Dans nombre de pays en développement, les frontières sont mal protégées, de sorte qu'elles n'empêchent pas véritablement l'entrée d'armes, de ressources illicites et de membres de groupes non étatiques sur leur territoire. Souvent, les forces de sécurité ne sont pas suffisamment armées pour dissuader les extrémistes violents de lancer des attaques. Pour lutter contre l'extrémisme violent, il faut aussi affaiblir le soutien dont bénéficient les réseaux sur lesquels ils s'appuient. Il est possible d'atteindre partiellement cet objectif par un dialogue constructif avec les populations locales.

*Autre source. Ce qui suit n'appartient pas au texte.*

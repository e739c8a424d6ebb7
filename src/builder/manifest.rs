use crate::config::BuildConfig;
use crate::error::{BuildError, Result};
use crate::i18n::{LocaleSet, Translator, locales::LOCALE_DIR};
use crate::utils::{fs as ufs, template};
use std::fs;
use std::path::{Path, PathBuf};

pub const MANIFEST_FILE: &str = "manifest.ini";
pub const MANIFEST_TEMPLATE: &str = "manifest.ini.tpl";
pub const TRANSLATED_MANIFEST_TEMPLATE: &str = "manifest-translated.ini.tpl";

const DEFAULT_MANIFEST_TEMPLATE: &str = r#"name = {addon_name}
summary = "{addon_summary}"
description = """{addon_description}"""
author = "{addon_author}"
url = {addon_url}
version = {addon_version}
docFileName = {addon_docFileName}
minimumNVDAVersion = {addon_minimumNVDAVersion}
lastTestedNVDAVersion = {addon_lastTestedNVDAVersion}
updateChannel = {addon_updateChannel}
"#;

const DEFAULT_TRANSLATED_MANIFEST_TEMPLATE: &str = r#"summary = "{addon_summary}"
description = """{addon_description}"""
"#;

/// Files written by [`generate_manifests`].
#[derive(Debug, Clone, Default, PartialEq)]
pub struct ManifestReport {
    pub primary: PathBuf,
    pub translated: Vec<PathBuf>,
}

/// Renders the primary manifest from every configuration field.
pub fn render_manifest(template: &str, config: &BuildConfig) -> Result<String> {
    template::render(template, MANIFEST_TEMPLATE, |key| config.field(key))
}

/// Renders a translated manifest. Only the summary and description are
/// available, both passed through the locale's catalog.
pub fn render_translated_manifest(
    template: &str,
    config: &BuildConfig,
    translator: &Translator,
) -> Result<String> {
    let summary = translator.gettext(&config.addon.summary);
    let description = translator.gettext(&config.addon.description);
    template::render(template, TRANSLATED_MANIFEST_TEMPLATE, |key| match key {
        "addon_summary" => Some(summary),
        "addon_description" => Some(description),
        _ => None,
    })
}

/// Reads a template from the project root, or falls back to the built-in one.
fn load_template(project_root: &Path, file: &str, builtin: &str) -> Result<String> {
    let path = project_root.join(file);
    if !path.is_file() {
        return Ok(builtin.to_string());
    }
    fs::read_to_string(&path)
        .map_err(|e| BuildError::io(format!("Failed to read {}", path.display()), e))
}

/// Writes `addon/manifest.ini` and one `addon/locale/<lang>/manifest.ini` per
/// locale.
///
/// ### Parameters
/// - `project_root`: The add-on project directory (templates live here)
/// - `addon_dir`: The staged tree
/// - `config`: The resolved build configuration
///
pub fn generate_manifests(
    project_root: &Path,
    addon_dir: &Path,
    config: &BuildConfig,
) -> Result<ManifestReport> {
    let primary_template =
        load_template(project_root, MANIFEST_TEMPLATE, DEFAULT_MANIFEST_TEMPLATE)?;
    let translated_template = load_template(
        project_root,
        TRANSLATED_MANIFEST_TEMPLATE,
        DEFAULT_TRANSLATED_MANIFEST_TEMPLATE,
    )?;

    let primary = addon_dir.join(MANIFEST_FILE);
    ufs::write_text(&primary, &render_manifest(&primary_template, config)?)?;

    let mut translated = Vec::new();
    for lang in LocaleSet::discover(addon_dir)?.iter() {
        let translator = Translator::for_language(addon_dir, lang);
        let rendered = render_translated_manifest(&translated_template, config, &translator)?;
        let out = addon_dir.join(LOCALE_DIR).join(lang).join(MANIFEST_FILE);
        ufs::write_text(&out, &rendered)?;
        translated.push(out);
    }

    Ok(ManifestReport {
        primary,
        translated,
    })
}
use std::path::PathBuf;
use thiserror::Error;

pub type Result<T> = std::result::Result<T, BuildError>;

#[derive(Debug, Error)]
pub enum BuildError {
    #[error(
        "Invalid version number '{0}': expected 0.0.0 or major.minor.patch with numeric components"
    )]
    InvalidVersionNumber(String),

    #[error("Invalid build configuration: {0}")]
    Config(String),

    #[error("Unknown markdown extension: {0}")]
    UnknownMarkdownExtension(String),

    #[error("Template {template} references unknown field '{field}'")]
    MissingField { template: String, field: String },

    #[error("Malformed template {template}: {reason}")]
    MalformedTemplate { template: String, reason: String },

    #[error("Malformed message catalog {}: {reason}", path.display())]
    MalformedCatalog { path: PathBuf, reason: String },

    #[error("{context}: {source}")]
    Io {
        context: String,
        #[source]
        source: std::io::Error,
    },

    #[error("Failed to write archive {}: {source}", path.display())]
    Archive {
        path: PathBuf,
        #[source]
        source: zip::result::ZipError,
    },

    #[error("Invalid TOML in {}: {source}", path.display())]
    Toml {
        path: PathBuf,
        #[source]
        source: toml::de::Error,
    },

    #[error("Failed to serialize store descriptor: {0}")]
    Json(#[from] serde_json::Error),
}

impl BuildError {
    pub fn io(context: impl Into<String>, source: std::io::Error) -> Self {
        BuildError::Io {
            context: context.into(),
            source,
        }
    }
}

Enfin, certains ont proposé que le Conseil des droits de l'homme nomme un rapporteur spécial sur la lutte contre l'extrémisme violent. Ce rapporteur pourrait apporter son concours à la conception d'une approche globale des groupes armés non étatiques, qui comprendrait des stratégies non militaires axées sur les facteurs socioéconomiques qui permettent à ces groupes de naître et de proliférer. Il pourrait également contribuer à préciser la distinction entre des actes particuliers de terrorisme et les atrocités criminelles systématiques perpétrées par des groupes extrémistes violents.

Les crimes qui sont commis par des acteurs non étatiques représentent un enjeu mondial et exigent une stratégie internationale coordonnée pour s'attaquer aux problèmes qu'ils posent. La stratégie mise en œuvre ne doit pas être simplement militaire mais doit être multiforme et permettre de réduire les écarts socioéconomiques. Elle doit également se traduire par une gestion constructive de la diversité grâce à des réformes structurelles destinées à mettre fin à la discrimination, à réduire au maximum les disparités et à promouvoir l'égalité et l'intégration des différents groupes ethniques et religieux.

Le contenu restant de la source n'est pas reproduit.